Always down for some laps!!

What kind of rules foe the dash and the AW? Wide, narrow? Double flange? What's ur pleasure?l


----------



## toomanyhobbies (Mar 27, 2005)

alpink said:


> pretty cool track
> I like the turn that overhangs the edge!


Thanks, Al.. by design the track's supposed to have support under it. I'm using an existing table and just got lazy with the extra carpentry! It's a quick way for me to get racing! I like the elevation but the cliff, not so much!! If you ever get out this way, you're welcome to stop in and shot the slot breeze and take a few laps.
Dom


----------



## Frank Broughton (Jan 31, 2016)

alpink said:


> pretty cool track
> I like the turn that overhangs the edge!

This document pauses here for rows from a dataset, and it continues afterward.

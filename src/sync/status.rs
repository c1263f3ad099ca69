//! Sync status display.
//!
//! Walks every note on each category ref, so notes left on commits other
//! than the anchor (e.g. from before a history rewrite) show up too.

use colored::Colorize;
use serde::Serialize;

use super::remote::staging_ref;
use crate::error::Result;
use crate::model::Kind;
use crate::storage::Store;

/// State of one category.
#[derive(Debug, Clone, Serialize)]
pub struct CategoryStatus {
    pub category: Kind,
    pub notes_ref: String,
    /// Blob id of the note on the anchor, if any.
    pub oid: Option<String>,
    pub records: usize,
    pub tombstones: usize,
    /// Commits other than the anchor carrying a note on this ref.
    pub stray_targets: Vec<String>,
    /// Blob id of the staged remote copy, if one was fetched.
    pub staged: Option<String>,
}

/// State of all categories for one anchor.
#[derive(Debug, Clone, Serialize)]
pub struct SyncStatus {
    pub anchor: String,
    pub remote: String,
    pub categories: Vec<CategoryStatus>,
}

/// Collect the sync status of every category.
///
/// # Errors
///
/// Returns an error if a ref cannot be listed or a note fails to decode.
pub fn get_sync_status(store: &Store<'_>, remote: &str) -> Result<SyncStatus> {
    let backend = store.backend();
    let mut categories = Vec::with_capacity(Kind::ALL.len());

    for kind in Kind::ALL {
        let entries = backend.list_notes(kind.refpath())?;
        let mut status = CategoryStatus {
            category: kind,
            notes_ref: kind.refpath().to_string(),
            oid: None,
            records: 0,
            tombstones: 0,
            stray_targets: Vec::new(),
            staged: backend
                .read_note(&staging_ref(remote, kind), store.anchor())?
                .map(|b| b.oid),
        };

        for entry in entries {
            if entry.target == store.anchor() {
                status.oid = Some(entry.blob);
            } else {
                status.stray_targets.push(entry.target);
            }
        }

        if status.oid.is_some() {
            let blob = store.read_note(kind)?.decode()?;
            status.tombstones = blob.values().filter(|r| r.is_deleted()).count();
            status.records = blob.len() - status.tombstones;
        }
        categories.push(status);
    }

    Ok(SyncStatus {
        anchor: store.anchor().to_string(),
        remote: remote.to_string(),
        categories,
    })
}

/// Print sync status in a human-readable format.
pub fn print_status(status: &SyncStatus) {
    println!("{}", "Notes Status".bold().underline());
    println!();
    println!("  Anchor: {}", status.anchor.cyan());
    println!();

    for cat in &status.categories {
        let name = format!("{:<9}", cat.category.category());
        match &cat.oid {
            Some(oid) => {
                let short = &oid[..oid.len().min(12)];
                print!("  {} {} {} records", name.bold(), short.dimmed(), cat.records);
                if cat.tombstones > 0 {
                    print!(", {} deleted", cat.tombstones.to_string().yellow());
                }
                println!();
            }
            None => println!("  {} {}", name.bold(), "no note".dimmed()),
        }

        if let Some(staged) = &cat.staged {
            if cat.oid.as_deref() == Some(staged.as_str()) {
                println!("            {} in sync with {}", "✓".green(), status.remote);
            } else {
                println!(
                    "            {} staged copy from {} differs, run `nt sync merge`",
                    "!".yellow(),
                    status.remote
                );
            }
        }
        for target in &cat.stray_targets {
            println!(
                "            {} note on non-anchor commit {}",
                "?".red(),
                &target[..target.len().min(12)]
            );
        }
    }
}

#[cfg(test)]
mod tests {
    use super::*;
    use crate::git::MemoryBackend;
    use crate::model::{Entry, Issue};

    #[test]
    fn test_status_counts_and_strays() {
        let backend = MemoryBackend::with_root("c0");
        backend.add_commit("c1");
        let store = Store::with_anchor(&backend, "c0");

        let keep = Issue::new("Test User", "keep", "").into_record();
        let gone = Issue::new("Test User", "gone", "").into_record();
        store.add(&keep).unwrap();
        store.add(&gone).unwrap();
        store.remove(&gone).unwrap();
        backend.force_note(Kind::Issue.refpath(), "c1", "{}");

        let status = get_sync_status(&store, "origin").unwrap();
        assert_eq!(status.anchor, "c0");
        let issues = &status.categories[1];
        assert_eq!(issues.category, Kind::Issue);
        assert_eq!(issues.records, 1);
        assert_eq!(issues.tombstones, 1);
        assert!(issues.oid.is_some());
        assert_eq!(issues.stray_targets, vec!["c1"]);
        assert!(issues.staged.is_none());
        assert!(status.categories[0].oid.is_none());
    }
}
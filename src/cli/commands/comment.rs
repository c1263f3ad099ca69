//! Comment commands.

use serde::Serialize;

use super::{print_json, print_rows, tracked};
use crate::cli::workspace::{listing, resolve, Listed, Workspace};
use crate::cli::{CommentCommands, CommentTarget};
use crate::error::{Error, Result};
use crate::model::{Comment, Entry, Kind};

#[derive(Serialize)]
struct CommentListOutput<'a> {
    parent_type: Kind,
    parent_id: &'a str,
    count: usize,
    comments: &'a [Listed],
}

/// Execute a comment command.
///
/// # Errors
///
/// Returns an error if the target or comment cannot be resolved, or the
/// write fails.
pub fn execute(command: &CommentCommands, ws: &Workspace, json: bool) -> Result<()> {
    match command {
        CommentCommands::Add {
            target,
            content,
            on,
        } => add(ws, target, content, *on, json),
        CommentCommands::List { target, on } => list(ws, target, *on, json),
        CommentCommands::Delete { id } => tracked::delete(ws, Kind::Comment, id, json),
    }
}

fn add(ws: &Workspace, target: &str, content: &str, on: CommentTarget, json: bool) -> Result<()> {
    if content.trim().is_empty() {
        return Err(Error::InvalidArgument("comment cannot be empty".to_string()));
    }
    let store = ws.store()?;
    let parent = resolve(&store, on.into(), target)?;
    let comment = Comment::new(ws.author()?, content, on.into(), parent.record.id());
    tracked::create(ws, comment.into_record(), json)
}

fn list(ws: &Workspace, target: &str, on: CommentTarget, json: bool) -> Result<()> {
    let store = ws.store()?;
    let parent = resolve(&store, on.into(), target)?;
    let mut comments = listing(&store, Kind::Comment)?;
    comments.retain(|l| {
        !l.record.is_deleted() && l.record.parent_id() == Some(parent.record.id())
    });

    if json {
        return print_json(&CommentListOutput {
            parent_type: on.into(),
            parent_id: parent.record.id(),
            count: comments.len(),
            comments: &comments,
        });
    }
    print_rows(&comments, "No comments.");
    Ok(())
}
//! Operations shared by projects and issues.

use chrono::Utc;
use serde::Serialize;

use super::{print_detail, print_json, print_rows};
use crate::cli::workspace::{listing, resolve, Listed, Workspace};
use crate::cli::{ListArgs, UpdateArgs};
use crate::error::{Error, Result};
use crate::model::{Kind, Record};

#[derive(Serialize)]
struct ListOutput<'a> {
    category: Kind,
    count: usize,
    records: &'a [Listed],
}

#[derive(Serialize)]
struct ChangeOutput<'a> {
    success: bool,
    action: &'a str,
    #[serde(flatten)]
    record: &'a Listed,
}

#[derive(Serialize)]
struct DeleteOutput<'a> {
    success: bool,
    id: &'a str,
    short_id: &'a str,
    deleted: bool,
}

/// Apply list filters in place.
pub(super) fn filter(listed: &mut Vec<Listed>, args: &ListArgs) {
    listed.retain(|l| {
        (args.deleted || !l.record.is_deleted()) && (args.all || !l.record.is_closed())
    });
}

/// Print a listing of `kind`, optionally narrowed by `keep`.
pub(super) fn list(
    ws: &Workspace,
    kind: Kind,
    args: &ListArgs,
    keep: impl Fn(&Listed) -> bool,
    json: bool,
) -> Result<()> {
    let store = ws.store()?;
    let mut listed = listing(&store, kind)?;
    filter(&mut listed, args);
    listed.retain(|l| keep(l));

    if json {
        return print_json(&ListOutput {
            category: kind,
            count: listed.len(),
            records: &listed,
        });
    }
    print_rows(&listed, &format!("No {kind} found."));
    Ok(())
}

/// Report a created or changed record.
pub(super) fn report(action: &str, listed: &Listed, json: bool) -> Result<()> {
    if json {
        return print_json(&ChangeOutput {
            success: true,
            action,
            record: listed,
        });
    }
    println!(
        "{action} {} {}: {}",
        listed.record.kind().singular(),
        listed.short_id,
        listed.record.headline()
    );
    Ok(())
}

/// Store a brand-new record and report it under its short code.
pub(super) fn create(ws: &Workspace, record: Record, json: bool) -> Result<()> {
    let store = ws.store()?;
    store.add(&record)?;
    let created = resolve(&store, record.kind(), record.id())?;
    report("Created", &created, json)
}

pub(super) fn show(ws: &Workspace, kind: Kind, reference: &str, json: bool) -> Result<Listed> {
    let store = ws.store()?;
    let listed = resolve(&store, kind, reference)?;
    if !json {
        print_detail(&listed);
    }
    Ok(listed)
}

pub(super) fn update(ws: &Workspace, kind: Kind, args: &UpdateArgs, json: bool) -> Result<()> {
    if args.title.is_none() && args.description.is_none() {
        return Err(Error::InvalidArgument(
            "nothing to update: pass --title and/or --description".to_string(),
        ));
    }
    if args.title.as_deref().is_some_and(|t| t.trim().is_empty()) {
        return Err(Error::InvalidArgument("title cannot be empty".to_string()));
    }
    modify(ws, kind, &args.id, "Updated", json, |record| match record {
        Record::Project(p) => {
            if let Some(title) = &args.title {
                p.title.clone_from(title);
            }
            if let Some(description) = &args.description {
                p.description.clone_from(description);
            }
        }
        Record::Issue(i) => {
            if let Some(title) = &args.title {
                i.title.clone_from(title);
            }
            if let Some(description) = &args.description {
                i.description.clone_from(description);
            }
        }
        Record::Comment(_) => {}
    })
}

pub(super) fn set_closed(
    ws: &Workspace,
    kind: Kind,
    reference: &str,
    closed: bool,
    json: bool,
) -> Result<()> {
    let action = if closed { "Closed" } else { "Reopened" };
    modify(ws, kind, reference, action, json, |record| match record {
        Record::Project(p) => p.closed = Some(closed),
        Record::Issue(i) => i.closed = Some(closed),
        Record::Comment(_) => {}
    })
}

/// Resolve, change, touch and store one record.
fn modify(
    ws: &Workspace,
    kind: Kind,
    reference: &str,
    action: &str,
    json: bool,
    change: impl FnOnce(&mut Record),
) -> Result<()> {
    let store = ws.store()?;
    let mut listed = resolve(&store, kind, reference)?;
    change(&mut listed.record);
    listed.record.touch(Utc::now());
    store.update(&listed.record)?;
    report(action, &listed, json)
}

pub(super) fn delete(ws: &Workspace, kind: Kind, reference: &str, json: bool) -> Result<()> {
    let store = ws.store()?;
    let listed = resolve(&store, kind, reference)?;
    let deleted = store.remove(&listed.record)?;

    if json {
        return print_json(&DeleteOutput {
            success: true,
            id: listed.record.id(),
            short_id: &listed.short_id,
            deleted,
        });
    }
    println!(
        "Deleted {} {}: {}",
        kind.singular(),
        listed.short_id,
        listed.record.headline()
    );
    Ok(())
}
//! Issue management commands.
//!
//! - `nt issue create <title> [--project <id>]` - File a new issue
//! - `nt issue list [--project <id>]` - List open issues
//! - `nt issue show <id>` - Show an issue and its comments
//! - `nt issue update <id>` - Change title or description
//! - `nt issue close|reopen <id>` - Toggle the closed flag
//! - `nt issue delete <id>` - Tombstone an issue

use serde::Serialize;

use super::{print_json, print_rows, tracked};
use crate::cli::workspace::{listing, resolve, Listed, Workspace};
use crate::cli::{IssueCommands, IssueCreateArgs, IssueListArgs};
use crate::error::Result;
use crate::model::{Entry, Issue, Kind};

#[derive(Serialize)]
struct IssueDetail<'a> {
    #[serde(flatten)]
    issue: &'a Listed,
    comments: Vec<Listed>,
}

/// Execute an issue command.
///
/// # Errors
///
/// Returns an error if the repository, anchor or record cannot be resolved,
/// or the write fails.
pub fn execute(command: &IssueCommands, ws: &Workspace, json: bool) -> Result<()> {
    match command {
        IssueCommands::Create(args) => create(ws, args, json),
        IssueCommands::List(args) => list(ws, args, json),
        IssueCommands::Show { id } => show(ws, id, json),
        IssueCommands::Update(args) => tracked::update(ws, Kind::Issue, args, json),
        IssueCommands::Close { id } => tracked::set_closed(ws, Kind::Issue, id, true, json),
        IssueCommands::Reopen { id } => tracked::set_closed(ws, Kind::Issue, id, false, json),
        IssueCommands::Delete { id } => tracked::delete(ws, Kind::Issue, id, json),
    }
}

fn create(ws: &Workspace, args: &IssueCreateArgs, json: bool) -> Result<()> {
    let mut issue = Issue::new(ws.author()?, &args.fields.title, &args.fields.description);
    if let Some(project) = &args.project {
        let store = ws.store()?;
        let project = resolve(&store, Kind::Project, project)?;
        issue = issue.with_parent(Kind::Project, project.record.id());
    }
    tracked::create(ws, issue.into_record(), json)
}

fn list(ws: &Workspace, args: &IssueListArgs, json: bool) -> Result<()> {
    let parent = match &args.project {
        Some(reference) => {
            let store = ws.store()?;
            Some(resolve(&store, Kind::Project, reference)?.record.id().to_string())
        }
        None => None,
    };
    tracked::list(
        ws,
        Kind::Issue,
        &args.filter,
        |l| parent.is_none() || l.record.parent_id() == parent.as_deref(),
        json,
    )
}

fn show(ws: &Workspace, reference: &str, json: bool) -> Result<()> {
    let issue = tracked::show(ws, Kind::Issue, reference, json)?;
    let store = ws.store()?;
    let mut comments = listing(&store, Kind::Comment)?;
    comments.retain(|l| {
        !l.record.is_deleted() && l.record.parent_id() == Some(issue.record.id())
    });

    if json {
        return print_json(&IssueDetail {
            issue: &issue,
            comments,
        });
    }
    println!();
    println!("Comments ({}):", comments.len());
    print_rows(&comments, "  none");
    Ok(())
}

Me too, that is a neat feature. Looks great!


----------



## toomanyhobbies (Mar 27, 2005)

Joe65SkylarkGS said:


> Absolutely Dom!
> 
> Always down for some laps!!
> 
> What kind of rules foe the dash and the AW? Wide, narrow? Double flange? What's ur pleasure?l


Joe, been busy w finishing touches. I'll get you the rule set in a bit. Basically, it's an echorr ss car only instead of limiting to aurora, we allow the use of autoworld and dash 3 lam chassis.

Dominic


----------